The approach to Time Warner is a reminder (if one were needed) that even at 83, Murdoch remains a risk-taker and empire builder with unlimited ambitions.
There are good reasons as to why he is now stalking Time Warner.
Apart from the reported $US1bn of synergies Fox believes it could extract from combining Time Warner with its own film, cable and television operations, there is consolidation occurring within the distribution side of the US industry that has potentially threatening implications for content producers like Fox and Time Warner.
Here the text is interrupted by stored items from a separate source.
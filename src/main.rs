// src/main.rs
//
// cep - resolve CEPs from the command line
//
// Prints one JSON address per resolved code; failures go to stderr and
// make the process exit non-zero.

use std::process::ExitCode;
use std::time::Duration;

use anyhow::Context as _;
use clap::Parser;

use cep::{Context, HttpConfig, ResolutionService};

#[derive(Debug, Parser)]
#[command(name = "cep", version, about = "Look up Brazilian postal codes (CEP)")]
struct Args {
    /// Seconds to wait for each code before giving up
    #[arg(long, default_value_t = 10)]
    timeout: u64,

    /// Codes to look up, with or without the '-'
    #[arg(required = true)]
    codes: Vec<String>,
}

#[tokio::main]
async fn main() -> anyhow::Result<ExitCode> {
    let args = Args::parse();
    let timeout = Duration::from_secs(args.timeout);

    // 1. FETCHERS
    let config = HttpConfig {
        timeout,
        ..HttpConfig::default()
    };
    let service = ResolutionService::with_config(&config).context("failed to build HTTP client")?;

    // 2. LOOKUPS
    let mut failed = false;
    for code in &args.codes {
        let (ctx, _cancel) = Context::background().with_timeout(timeout);
        match service.resolve(&ctx, code).await {
            Ok(address) => println!("{}", serde_json::to_string_pretty(&address)?),
            Err(err) => {
                eprintln!("{}: {}", code, err);
                failed = true;
            }
        }
    }

    Ok(if failed {
        ExitCode::FAILURE
    } else {
        ExitCode::SUCCESS
    })
}
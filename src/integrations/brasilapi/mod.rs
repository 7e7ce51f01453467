pub mod client;

pub use client::BrasilApi;
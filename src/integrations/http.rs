// src/integrations/http.rs
//
// Shared HTTP plumbing for the remote CEP sources.

use std::time::Duration;

use reqwest::{header, Client, StatusCode};

use crate::error::FetchError;
use crate::infrastructure::Context;

/// Settings for the built-in fetchers.
#[derive(Debug, Clone)]
pub struct HttpConfig {
    /// Per-request timeout enforced by the HTTP client.
    pub timeout: Duration,
    pub user_agent: String,
    pub viacep_url: String,
    pub brasilapi_url: String,
}

impl Default for HttpConfig {
    fn default() -> Self {
        Self {
            timeout: Duration::from_secs(10),
            user_agent: concat!(env!("CARGO_PKG_NAME"), "/", env!("CARGO_PKG_VERSION")).to_string(),
            viacep_url: "https://viacep.com.br".to_string(),
            brasilapi_url: "https://brasilapi.com.br".to_string(),
        }
    }
}

impl HttpConfig {
    pub fn build_client(&self) -> Result<Client, reqwest::Error> {
        Client::builder()
            .timeout(self.timeout)
            .user_agent(self.user_agent.as_str())
            .build()
    }
}

/// Joins `base_url` and `path` without doubling the '/'.
pub(crate) fn endpoint(base_url: &str, path: &str) -> String {
    format!("{}/{}", base_url.trim_end_matches('/'), path.trim_start_matches('/'))
}

/// Issues a GET and reads the whole body, giving up as soon as `ctx` is
/// done.
///
/// Transport failures are classified by [`FetchError`]'s `From` impl:
/// client timeouts become `Timeout`, the rest `Other`.
pub(crate) async fn get(
    ctx: &Context,
    client: &Client,
    url: &str,
) -> Result<(StatusCode, Vec<u8>), FetchError> {
    let request = async {
        let response = client
            .get(url)
            .header(header::ACCEPT, "application/json")
            .send()
            .await?;
        let status = response.status();
        let body = response.bytes().await?;
        Ok::<_, reqwest::Error>((status, body.to_vec()))
    };

    tokio::select! {
        result = request => result.map_err(FetchError::from),
        done = ctx.done() => Err(FetchError::from(done)),
    }
}

/// Failure for a status the source does not document.
pub(crate) fn unexpected_status(status: StatusCode) -> FetchError {
    FetchError::other(format!("unexpected status {}", status))
}
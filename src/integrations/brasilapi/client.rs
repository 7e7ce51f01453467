// src/integrations/brasilapi/client.rs
//
// BrasilAPI Integration
//
// GET {base}/api/cep/v1/{cep}

use async_trait::async_trait;
use reqwest::{Client, StatusCode};

use crate::domain::{Address, Cep};
use crate::error::{FetchError, Result};
use crate::infrastructure::Context;
use crate::integrations::http::{self, HttpConfig};
use crate::services::Fetcher;

/// Fetcher backed by brasilapi.com.br.
pub struct BrasilApi {
    base_url: String,
    http_client: Client,
}

impl BrasilApi {
    pub const NAME: &'static str = "brasilapi";

    pub fn new(config: &HttpConfig) -> Result<Self> {
        Ok(Self::with_client(
            config.build_client()?,
            &config.brasilapi_url,
        ))
    }

    pub fn with_client(http_client: Client, base_url: impl Into<String>) -> Self {
        Self {
            base_url: base_url.into(),
            http_client,
        }
    }

    fn url(&self, cep: &Cep) -> String {
        http::endpoint(&self.base_url, &format!("api/cep/v1/{}", cep))
    }
}

#[async_trait]
impl Fetcher for BrasilApi {
    fn name(&self) -> &'static str {
        Self::NAME
    }

    async fn fetch(&self, ctx: &Context, cep: &Cep) -> std::result::Result<Address, FetchError> {
        let (status, payload) = http::get(ctx, &self.http_client, &self.url(cep)).await?;
        match status {
            StatusCode::OK => {}
            StatusCode::NOT_FOUND => return Err(FetchError::not_found()),
            status => return Err(http::unexpected_status(status)),
        }

        let address: Address = serde_json::from_slice(&payload)?;
        if address.is_empty() {
            return Err(FetchError::decode("payload carries no address"));
        }
        Ok(address)
    }
}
Comcast is seeking to acquire Time Warner Cable (spun out of Time Warner in 2009) in a $US45bn deal while AT&T is trying to acquire Direct TV for $US49bn, while cable and broadcast television are under pressure from internet streaming companies like the giant Netflix. Merging Fox and Time Warner would give Fox greater negotiating leverage with both distributors and the new online disruptors.
Time Warner owns a portfolio of cable TV channels, including the prestigious HBO, its movie studio and a raft of valuable sporting rights that would be very complementary to Fox’s own film, cable and broadcast television assets. Fox has reportedly said it would sell Time Warner’s CNN, a Fox News competitor, to overcome the most obvious anti-trust hurdle to the deal.
Time Warner’s concern about the proposed bid is said to have centred on both the price and composition of the offer, with the $US85bn price-tag comprising about $US32.4bn of cash and the scrip on offer Fox’s non-voting shares.
With an open register and apparently a significant overlap between the two media groups’ share registers -- more than half the Time Warner register is common to Fox’s -- Time Warner is vulnerable, given Murdoch’s history of persisting and of paying whatever it takes to succeed.
At the very least it is in play, given that the approach from Fox highlights the scale of the financial and strategic benefits of consolidating content producers within an evolving US and global film and television environment.
After last year’s demerger of 21st Century Fox from News Corporation, which separated the film and television assets from the newspaper and publishing businesses, Fox was left with a strong balance sheet that includes about $US5.5bn of cash.
In May, the 39 per cent-owned UK cable business, BSkyB, confirmed that it was in discussions with Fox about acquiring that group’s German and Italian pay television businesses in a deal that would create a European pay TV business with real scale and a growth profile. It could also release more than $US10bn of cash for Fox, which has said it won’t use the transaction to increase its stake in BSkyB.
Given that it has a lot of latent financial firepower in an environment where the cost of debt is (thanks to the monetary policies being pursued in the US and elsewhere) historically and aberrationally cheap, there couldn’t be a better moment for Fox to embark on yet another transforming deal -- one that would essentially double Fox’s size.
News Corp Australia is the publisher of Business Spectator.